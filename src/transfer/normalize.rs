//! Log-normalization and per-feature scaling of cell matrices.

use anyhow::Result;
use nalgebra_sparse::{CooMatrix, CsrMatrix};
use ndarray::{Array2, Axis};

use crate::matrix::FeatureMatrix;
use crate::testing::utils::median;

/// Per-cell column totals.
pub fn cell_totals(matrix: &FeatureMatrix<f64>) -> Vec<f64> {
    let mut totals = vec![0.0; matrix.n_cells()];
    for row in matrix.matrix().row_iter() {
        for (&c, &v) in row.col_indices().iter().zip(row.values()) {
            totals[c] += v;
        }
    }
    totals
}

/// `ln(1 + x / total * scale_factor)` per cell; empty cells stay zero.
pub fn log_normalize(matrix: &FeatureMatrix<f64>, scale_factor: f64) -> Result<FeatureMatrix<f64>> {
    let totals = cell_totals(matrix);
    let mut coo = CooMatrix::new(matrix.n_features(), matrix.n_cells());
    for (r, row) in matrix.matrix().row_iter().enumerate() {
        for (&c, &v) in row.col_indices().iter().zip(row.values()) {
            if totals[c] > 0.0 && v != 0.0 {
                coo.push(r, c, (v / totals[c] * scale_factor).ln_1p());
            }
        }
    }
    FeatureMatrix::new(
        CsrMatrix::from(&coo),
        matrix.feature_names().to_vec(),
        matrix.cell_names().to_vec(),
    )
}

/// Log-normalize with the median cell total as scale factor.
pub fn log_normalize_median(matrix: &FeatureMatrix<f64>) -> Result<FeatureMatrix<f64>> {
    let scale = median(&cell_totals(matrix));
    let scale = if scale.is_finite() && scale > 0.0 { scale } else { 1.0 };
    log_normalize(matrix, scale)
}

/// Center each row and divide by its sample standard deviation, capping
/// values at `clip`. Constant rows become zero.
pub fn scale_rows(values: &Array2<f64>, clip: f64) -> Array2<f64> {
    let mut scaled = values.clone();
    let n = values.ncols();
    for mut row in scaled.axis_iter_mut(Axis(0)) {
        let mean = row.sum() / n.max(1) as f64;
        let var = if n > 1 {
            row.iter().map(|&v| (v - mean) * (v - mean)).sum::<f64>() / (n - 1) as f64
        } else {
            0.0
        };
        let sd = var.sqrt();
        if sd > 0.0 {
            row.mapv_inplace(|v| ((v - mean) / sd).min(clip));
        } else {
            row.fill(0.0);
        }
    }
    scaled
}
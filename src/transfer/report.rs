//! Output files of a label transfer run: scatter plots of the joint
//! embedding and the per-cell metadata table.

use std::io::Write;
use std::path::{Path, PathBuf};

use anyhow::{Context, Result, anyhow};
use log::info;
use plotters::prelude::*;

const PLOT_SIZE: (u32, u32) = (800, 800);
const MARGIN: f64 = 40.0;
const POINT_RADIUS: i32 = 3;

/// One row of the metadata table.
#[derive(Debug, Clone, PartialEq)]
pub struct CellRecord {
    pub cell: String,
    pub technology: String,
    pub rna_cluster: Option<String>,
    pub atac_cluster: Option<String>,
    pub predicted_id: Option<String>,
    pub prediction_score: Option<f64>,
    pub umap: [f64; 2],
}

impl CellRecord {
    /// Label shown in the annotated plot: the cluster for reference cells,
    /// the prediction for query cells.
    pub fn annotation(&self) -> Option<&str> {
        self.rna_cluster.as_deref().or(self.predicted_id.as_deref())
    }
}

fn optional(value: Option<&str>) -> String {
    value.unwrap_or("NA").to_string()
}

/// Tab-separated metadata, one line per cell.
pub fn write_metadata<W: Write>(records: &[CellRecord], writer: W) -> Result<()> {
    let mut out = csv::WriterBuilder::new().delimiter(b'\t').from_writer(writer);
    out.write_record([
        "cell",
        "technology",
        "rna_cluster",
        "atac_cluster",
        "predicted_id",
        "prediction_score",
        "UMAP_1",
        "UMAP_2",
    ])?;
    for r in records {
        out.write_record([
            r.cell.clone(),
            r.technology.clone(),
            optional(r.rna_cluster.as_deref()),
            optional(r.atac_cluster.as_deref()),
            optional(r.predicted_id.as_deref()),
            r.prediction_score.map_or_else(|| "NA".to_string(), |s| s.to_string()),
            r.umap[0].to_string(),
            r.umap[1].to_string(),
        ])?;
    }
    out.flush()?;
    Ok(())
}

/// Maps embedding coordinates onto the plot canvas; shared by all plots of a
/// run so that they overlay.
struct Canvas {
    min: [f64; 2],
    span: [f64; 2],
}

impl Canvas {
    fn fit(records: &[CellRecord]) -> Self {
        let mut min = [f64::INFINITY; 2];
        let mut max = [f64::NEG_INFINITY; 2];
        for r in records {
            for d in 0..2 {
                min[d] = min[d].min(r.umap[d]);
                max[d] = max[d].max(r.umap[d]);
            }
        }
        let span = [0, 1].map(|d| {
            let s = max[d] - min[d];
            if s.is_finite() && s > 0.0 { s } else { 1.0 }
        });
        let min = min.map(|m| if m.is_finite() { m } else { 0.0 });
        Canvas { min, span }
    }

    fn pixel(&self, point: [f64; 2]) -> (i32, i32) {
        let width = PLOT_SIZE.0 as f64 - 2.0 * MARGIN;
        let height = PLOT_SIZE.1 as f64 - 2.0 * MARGIN;
        let x = MARGIN + (point[0] - self.min[0]) / self.span[0] * width;
        let y = MARGIN + (1.0 - (point[1] - self.min[1]) / self.span[1]) * height;
        (x.round() as i32, y.round() as i32)
    }
}

/// Scatter plot of the cells for which `colour_by` returns a category,
/// one palette colour per sorted category.
fn plot_cells<F>(path: &Path, records: &[CellRecord], canvas: &Canvas, colour_by: F) -> Result<()>
where
    F: Fn(&CellRecord) -> Option<&str>,
{
    let mut categories: Vec<&str> = records.iter().filter_map(&colour_by).collect();
    categories.sort_unstable();
    categories.dedup();

    let root = BitMapBackend::new(path, PLOT_SIZE).into_drawing_area();
    root.fill(&WHITE)
        .map_err(|e| anyhow!("Failed to draw {}: {}", path.display(), e))?;
    for r in records {
        let Some(category) = colour_by(r) else {
            continue;
        };
        let colour_index = categories.binary_search(&category).unwrap_or(0);
        root.draw(&Circle::new(
            canvas.pixel(r.umap),
            POINT_RADIUS,
            Palette99::pick(colour_index).filled(),
        ))
        .map_err(|e| anyhow!("Failed to draw {}: {}", path.display(), e))?;
    }
    root.present()
        .map_err(|e| anyhow!("Failed to write {}: {}", path.display(), e))?;
    Ok(())
}

/// Write the four plots and the metadata table into `dir`, returning the
/// written paths.
pub fn write_report(dir: &Path, project: &str, records: &[CellRecord]) -> Result<Vec<PathBuf>> {
    std::fs::create_dir_all(dir)
        .with_context(|| format!("Failed to create output directory {}", dir.display()))?;
    let canvas = Canvas::fit(records);

    let source = dir.join(format!("{}_source.png", project));
    plot_cells(&source, records, &canvas, |r| Some(r.technology.as_str()))?;

    let rna_only = dir.join(format!("{}_RNAonly.png", project));
    plot_cells(&rna_only, records, &canvas, |r| r.rna_cluster.as_deref())?;

    let atac_only = dir.join(format!("{}_ATAConly.png", project));
    plot_cells(&atac_only, records, &canvas, |r| r.atac_cluster.as_deref())?;

    let annotated = dir.join(format!("{}_annotated.png", project));
    plot_cells(&annotated, records, &canvas, CellRecord::annotation)?;

    let metadata = dir.join(format!("{}_metadata.tsv", project));
    let file = std::fs::File::create(&metadata)
        .with_context(|| format!("Failed to create {}", metadata.display()))?;
    write_metadata(records, file)?;

    info!("Wrote label transfer report to {}", dir.display());
    Ok(vec![source, rna_only, atac_only, annotated, metadata])
}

# # # # #

__Problem requirements__
Using the data above, reproduce exactly the lines between those holding "of cell matrices." and "if totals[c] >", inclusive, and no others.

__Task response__
//! Log-normalization and per-feature scaling of cell matrices.

use anyhow::Result;
use nalgebra_sparse::{CooMatrix, CsrMatrix};
use ndarray::{Array2, Axis};

use crate::matrix::FeatureMatrix;
use crate::testing::utils::median;

/// Per-cell column totals.
pub fn cell_totals(matrix: &FeatureMatrix<f64>) -> Vec<f64> {
    let mut totals = vec![0.0; matrix.n_cells()];
    for row in matrix.matrix().row_iter() {
        for (&c, &v) in row.col_indices().iter().zip(row.values()) {
            totals[c] += v;
        }
    }
    totals
}

/// `ln(1 + x / total * scale_factor)` per cell; empty cells stay zero.
pub fn log_normalize(matrix: &FeatureMatrix<f64>, scale_factor: f64) -> Result<FeatureMatrix<f64>> {
    let totals = cell_totals(matrix);
    let mut coo = CooMatrix::new(matrix.n_features(), matrix.n_cells());
    for (r, row) in matrix.matrix().row_iter().enumerate() {
        for (&c, &v) in row.col_indices().iter().zip(row.values()) {
            if totals[c] > 0.0 && v != 0.0 {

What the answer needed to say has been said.